Marche des fiertésDécision historique de la Banque mondiale en faveur des droits LGBT

Par Jérémie Lacroix le 04/03/2016
Banque mondiale discrimination droits LGBT

Le président de la Banque mondiale, Jim Yong Kim, a annoncé que l'institution interromprait ses prêts dans les pays qui mettent en danger les droits LGBT.

La Banque mondiale est une organisation internationale qui accorde des prêts à taux préférentiels, essentiellement aux pays en voie de développement, afin de les aider dans leurs projets, qu'ils soient éducatifs, agricoles, sanitaires, industriels... En contrepartie, des politiques d'ajustement structurel doivent être prises dans les pays qui bénéficient de ces aides, notamment pour limiter la corruption ou favoriser l'émergence de la démocratie. Depuis peu, un autre axe est jugé prioritaire par l'institution, sous l'impulsion de son président, le respect des droits et des personnes LGBT.
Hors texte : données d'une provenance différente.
//! Ordering over registered nodes.
//!
//! Pure functions over a snapshot of the node map: dependency closures,
//! dependent closures, topological sorting and cycle search. Ties between
//! nodes that could go in either order are broken by registration order, so
//! plans are deterministic.

use core::cmp::Reverse;
use std::collections::BinaryHeap;
use std::sync::Arc;

use hashbrown::{HashMap, HashSet};

use crate::error::GraphError;
use crate::node::ServiceNode;

pub(crate) type NodeMap = HashMap<String, Arc<ServiceNode>>;

/// Returns `root` and everything it transitively depends on, dependencies first.
///
/// Fails with [`GraphError::MissingDependency`] if the closure names an
/// unregistered node.
pub(crate) fn start_plan(nodes: &NodeMap, root: &str) -> Result<Vec<Arc<ServiceNode>>, GraphError> {
    let Some(node) = nodes.get(root) else {
        return Err(GraphError::UnknownNode {
            name: root.to_string(),
        });
    };

    let mut closure: Vec<Arc<ServiceNode>> = Vec::new();
    let mut seen: HashSet<&str> = HashSet::new();
    let mut stack = vec![node];
    seen.insert(root);

    while let Some(node) = stack.pop() {
        for dependency in node.dependencies() {
            let Some(dep_node) = nodes.get(dependency) else {
                return Err(GraphError::MissingDependency {
                    node: node.name().to_string(),
                    dependency: dependency.clone(),
                });
            };
            if seen.insert(dependency.as_str()) {
                stack.push(dep_node);
            }
        }
        closure.push(Arc::clone(node));
    }

    topological(closure)
}

/// Returns `root` and every node that transitively depends on it, ordered so
/// that dependents come before their dependencies (`root` last).
pub(crate) fn stop_plan(nodes: &NodeMap, root: &Arc<ServiceNode>) -> Vec<Arc<ServiceNode>> {
    let mut dependents_of: HashMap<&str, Vec<&Arc<ServiceNode>>> = HashMap::new();
    for node in nodes.values() {
        for dependency in node.dependencies() {
            dependents_of.entry(dependency.as_str()).or_default().push(node);
        }
    }

    let mut closure = vec![Arc::clone(root)];
    let mut seen: HashSet<&str> = HashSet::new();
    seen.insert(root.name());
    let mut queue = vec![root.name()];

    while let Some(name) = queue.pop() {
        for dependent in dependents_of.get(name).into_iter().flatten() {
            if seen.insert(dependent.name()) {
                closure.push(Arc::clone(dependent));
                queue.push(dependent.name());
            }
        }
    }

    // The registered relation is acyclic, so sorting cannot fail; fall back
    // to discovery order if it somehow does.
    let mut ordered = topological(closure.clone()).unwrap_or(closure);
    ordered.reverse();
    ordered
}

/// Sorts `subset` so every node comes after its dependencies within the subset.
///
/// Kahn's algorithm; among ready nodes the earliest registered goes first.
pub(crate) fn topological(subset: Vec<Arc<ServiceNode>>) -> Result<Vec<Arc<ServiceNode>>, GraphError> {
    let index: HashMap<&str, usize> = subset
        .iter()
        .enumerate()
        .map(|(i, node)| (node.name(), i))
        .collect();

    let n = subset.len();
    let mut in_degree = vec![0usize; n];
    let mut dependents: Vec<Vec<usize>> = vec![Vec::new(); n];

    for (i, node) in subset.iter().enumerate() {
        for dependency in node.dependencies() {
            if let Some(&dep_idx) = index.get(dependency.as_str()) {
                dependents[dep_idx].push(i);
                in_degree[i] += 1;
            }
        }
    }

    let mut ready: BinaryHeap<Reverse<(u64, usize)>> = in_degree
        .iter()
        .enumerate()
        .filter(|(_, deg)| **deg == 0)
        .map(|(i, _)| Reverse((subset[i].seq(), i)))
        .collect();

    let mut sorted: Vec<usize> = Vec::with_capacity(n);
    while let Some(Reverse((_, idx))) = ready.pop() {
        sorted.push(idx);
        for &dependent_idx in &dependents[idx] {
            in_degree[dependent_idx] -= 1;
            if in_degree[dependent_idx] == 0 {
                ready.push(Reverse((subset[dependent_idx].seq(), dependent_idx)));
            }
        }
    }

    if sorted.len() != n {
        let path: Vec<String> = in_degree
            .iter()
            .enumerate()
            .filter(|(_, deg)| **deg > 0)
            .map(|(i, _)| subset[i].name().to_string())
            .collect();
        return Err(GraphError::Cycle { path });
    }

    Ok(sorted.into_iter().map(|i| Arc::clone(&subset[i])).collect())
}

/// Returns the cycle that registering `name` with `dependencies` would close.
///
/// The returned path starts and ends at `name`. Dependencies that are not
/// registered yet are followed as far as the registered nodes allow, so a
/// cycle through a forward reference is found once the reference resolves.
pub(crate) fn find_cycle<'a>(
    nodes: &'a NodeMap,
    name: &'a str,
    dependencies: &'a [String],
) -> Option<Vec<String>> {
    // Visited node -> the node it was first reached from.
    let mut parent: HashMap<&str, &str> = HashMap::new();
    let mut stack: Vec<(&str, &str)> = dependencies
        .iter()
        .rev()
        .map(|dependency| (dependency.as_str(), name))
        .collect();

    while let Some((current, from)) = stack.pop() {
        if current == name {
            let mut path = vec![name.to_string()];
            let mut step = from;
            while step != name {
                path.push(step.to_string());
                step = parent.get(step).copied().unwrap_or(name);
            }
            path.push(name.to_string());
            path.reverse();
            return Some(path);
        }
        if parent.contains_key(current) {
            continue;
        }
        parent.insert(current, from);
        if let Some(node) = nodes.get(current) {
            for dependency in node.dependencies().iter().rev() {
                if !parent.contains_key(dependency.as_str()) {
                    stack.push((dependency.as_str(), current));
                }
            }
        }
    }
    None
}

#[cfg(test)]
mod tests {
    use super::*;
    use crate::node::NodeDescriptor;

    fn map(edges: &[(&str, &[&str])]) -> NodeMap {
        edges
            .iter()
            .enumerate()
            .map(|(seq, (name, deps))| {
                let descriptor =
                    NodeDescriptor::new(*name, |_| Ok(())).depends_on(deps.iter().copied());
                (name.to_string(), Arc::new(ServiceNode::new(descriptor, seq as u64)))
            })
            .collect()
    }

    fn names(nodes: &[Arc<ServiceNode>]) -> Vec<&str> {
        nodes.iter().map(|node| node.name()).collect()
    }

    #[test]
    fn chain_starts_dependencies_first() {
        let nodes = map(&[("a", &["b"]), ("b", &["c"]), ("c", &[])]);
        let plan = start_plan(&nodes, "a").unwrap();
        assert_eq!(names(&plan), ["c", "b", "a"]);
    }

    #[test]
    fn chain_stops_dependents_first() {
        let nodes = map(&[("a", &["b"]), ("b", &["c"]), ("c", &[])]);
        let plan = stop_plan(&nodes, &nodes["c"]);
        assert_eq!(names(&plan), ["a", "b", "c"]);
    }

    #[test]
    fn ties_follow_registration_order() {
        let nodes = map(&[("x", &[]), ("y", &[]), ("top", &["y", "x"])]);
        let plan = start_plan(&nodes, "top").unwrap();
        assert_eq!(names(&plan), ["x", "y", "top"]);
    }

    #[test]
    fn diamond_plan_contains_shared_dependency_once() {
        let nodes = map(&[
            ("base", &[]),
            ("left", &["base"]),
            ("right", &["base"]),
            ("top", &["left", "right"]),
        ]);
        let plan = start_plan(&nodes, "top").unwrap();
        assert_eq!(names(&plan), ["base", "left", "right", "top"]);

        let stop = stop_plan(&nodes, &nodes["base"]);
        assert_eq!(names(&stop), ["top", "right", "left", "base"]);
    }

    #[test]
    fn missing_dependency_is_reported() {
        let nodes = map(&[("a", &["ghost"])]);
        let err = start_plan(&nodes, "a").unwrap_err();
        assert!(matches!(
            err,
            GraphError::MissingDependency { ref node, ref dependency } if node == "a" && dependency == "ghost"
        ));
    }

    #[test]
    fn cycle_path_starts_and_ends_at_new_node() {
        let nodes = map(&[("b", &["c"]), ("c", &["a"])]);
        let cycle = find_cycle(&nodes, "a", &["b".to_string()]);
        assert_eq!(cycle.unwrap(), ["a", "b", "c", "a"]);
    }

    #[test]
    fn self_dependency_is_a_cycle() {
        let nodes = map(&[]);
        let cycle = find_cycle(&nodes, "a", &["a".to_string()]);
        assert_eq!(cycle.unwrap(), ["a", "a"]);
    }

    #[test]
    fn unrelated_forward_reference_is_not_a_cycle() {
        let nodes = map(&[("b", &["later"])]);
        assert!(find_cycle(&nodes, "a", &["b".to_string()]).is_none());
    }

    #[test]
    fn cycle_search_follows_first_dependency_first() {
        let nodes = map(&[("b", &["c", "d"]), ("c", &["e"]), ("d", &["a"]), ("e", &["a"])]);
        let cycle = find_cycle(&nodes, "a", &["b".to_string()]);
        assert_eq!(cycle.unwrap(), ["a", "b", "c", "e", "a"]);
    }

    #[test]
    fn long_chains_do_not_exhaust_the_stack() {
        const LEN: usize = 100_000;
        let nodes: NodeMap = (0..LEN)
            .map(|i| {
                let next = if i + 1 == LEN { "tail".to_string() } else { format!("n{}", i + 1) };
                let descriptor = NodeDescriptor::new(format!("n{i}"), |_| Ok(())).depends_on([next]);
                (format!("n{i}"), Arc::new(ServiceNode::new(descriptor, i as u64)))
            })
            .collect();

        let cycle = find_cycle(&nodes, "tail", &["n0".to_string()]).unwrap();
        assert_eq!(cycle.len(), LEN + 2);
        assert_eq!(cycle[1], "n0");
        assert_eq!(cycle[LEN], format!("n{}", LEN - 1));
        assert_eq!(cycle.last().map(String::as_str), Some("tail"));

        assert!(find_cycle(&nodes, "other", &["n0".to_string()]).is_none());
    }
}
Jim Yong Kim s'exprimait lors de la conférence Pride and Prejudice, organisée par The Economist, durant laquelle sont organisés de nombreux débats autour du coût humain et économique qu'induit la discrimination envers les personnes LGBT. Il a expliqué sa décision, d'interrompre les prêts aux pays qui ne respectent pas les droits LGBT, en prenant l'exemple de l'Ouganda.

Lutter contre la discrimination des personnes LGBT

En effet, ce pays a récemment voté une loi anti-homosexualité draconienne. Celle-ci prévoyait la prison à vie pour les personnes jugées coupables d'homosexualité. Pis encore, elle obligeait à dénoncer toute personne suspecte. Jim Yong Kim ne pouvait envisager d'aider l'Ouganda à construire des hôpitaux dans lesquels les personnes LGBT pourraient être menacées et discriminées. Il a alors subi de nombreuses critiques, même au sein de l'institution, certains considérant cette décision excessive au regard du nombre de pays qui criminalisent l'homosexualité dans le monde. Comment l'institution allait-elle pouvoir continuer son travail sachant qu'elle n'était pas censée émettre de jugements politiques ?

Le président de la Banque mondiale a donc contourné cette interdiction en se basant sur un autre principe, celui qui veut que le soutien de l'institution ne conduise pas à la discrimination voire à la mise en péril des populations et des minorités. Il a donc maintenu sa décision en déclarant que le Banque mondial devait s'élever contre de telles pratiques. L'Ouganda, ulcéré par cette décision, a finalement abrogé ladite loi, dénoncée par l'ensemble de la communauté internationale. En outre, cette décision a légitimé l'engagement de Jim Yong Kim et a surtout créé un précédent.

En effet, le ministre des finances d'un autre pays est venu le voir en lui disant qu'une telle loi était en débat dans son Parlement national mais qu'il ferait tout pour y mettre son veto, ne pouvant se passer des financement de l'institution. "C'était particulièrement encourageant", confie-t-il.

Banque mondiale discrimination droits LGBT

Faire avancer le débat au sein de la Banque mondiale

Jim Yong Kim a alors décidé avec son équipe d'introduire une clause de sauvegarde dans les règles et procédures de l'institution. A l'état de brouillon, cette clause explicitement formulée indiquait que la discrimination envers les personnes LGBT ne pourrait être tolérée et impliquerait une suspension des prêts. Cependant, ils ont dû faire marche arrière et la clause n'a pas encore été votée. En effet, l'institution est très ancienne, avec ses règles et ses procédures à respecter. La décision reviendra au conseil des administrateurs. Mais Jim Yong Kim se félicite d'avoir fait avancer le débat en proposant une nouvelle réglementation. Dans tous les cas, il reste vigilant sur l'utilisation des prêts et leurs conséquences en terme de discrimination.

D'ailleurs, le président a fait le parallèle avec la lutte contre la corruption qui avait également suscité une levée de boucliers il y a 20 ans. Les opposants à une trop grande implication de la Banque mondiale jugeant qu'une réglementation trop restrictive entraverait le travail de l'institution. Cependant, aujourd'hui les résultats sont probants. Certes la corruption n'a pas totalement disparu mais l'institution a mis en place des procédures qui permettent de mieux identifier les détournements de fonds. Il en ira de même dans le respect des droits LGBT, espère son président.

Enfin, il a tenu à rappeller l'engagement de l'institution dans la défense des droits et des personnes LGBT dans le monde, notamment dans la protection de ses employés. Il déclare négocier de manière agressive avec certains pays pour leur faire comprendre que l'institution s'attend à ce que son personnel LGBT soit traité de la même manière que son personnel hétérosexuel, à ce que certains standards soient respectés.